In addition, music education often requires a significant investment of time and effort, which can be difficult for individuals with busy schedules or limited resources. Finding qualified instructors and access to quality instruments can also be a challenge in some areas, making it difficult for students to receive a comprehensive music education.
Despite these challenges, many individuals find that the rewards of music education are worth the effort. For some, learning to play an instrument or sing can be a life-changing experience that opens up new opportunities and perspectives. With dedication and perseverance, anyone can overcome the challenges of music education and achieve their goals.
Experience in School Music Theory
Luke Combs had a difficult time with music theory in school. They struggled with reading music and had a hard time with math, which they believe may be related to a form of dyslexia. Despite their struggles, they took an advanced placement music theory class in their senior year of high school, but only managed to get a D grade. They also tried out for Allstate chorus three times but never made it because they couldn't read the music.

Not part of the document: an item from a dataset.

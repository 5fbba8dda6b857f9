pub mod artifacts;
pub mod collaborators;

pub use artifacts::{ArtifactInfo, ArtifactKind, ArtifactStore, Image};
pub use collaborators::{AlwaysConfirm, AlwaysDecline, Confirm, StdinConfirm, SystemOpener, UrlOpener};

In college, Luke Combs joined an acapella group but eventually gave it up. He played rugby instead and he would sing at parties as a party trick. It wasn't until Combs moved back home after his junior year of college that his life changed forever. Feeling lost and alone, his mom suggested he try playing the guitar since some famous musicians didn't learn until they were 21. Luke Combs taught himself how to play that summer and became obsessed with it. By the time Luke Combs was 22, he had written his first few songs and played his first gig, which was a huge success.
Overall, Luke Combs' experience in school music theory was challenging, but it ultimately led them to discover their passion for music and pursue it as a career.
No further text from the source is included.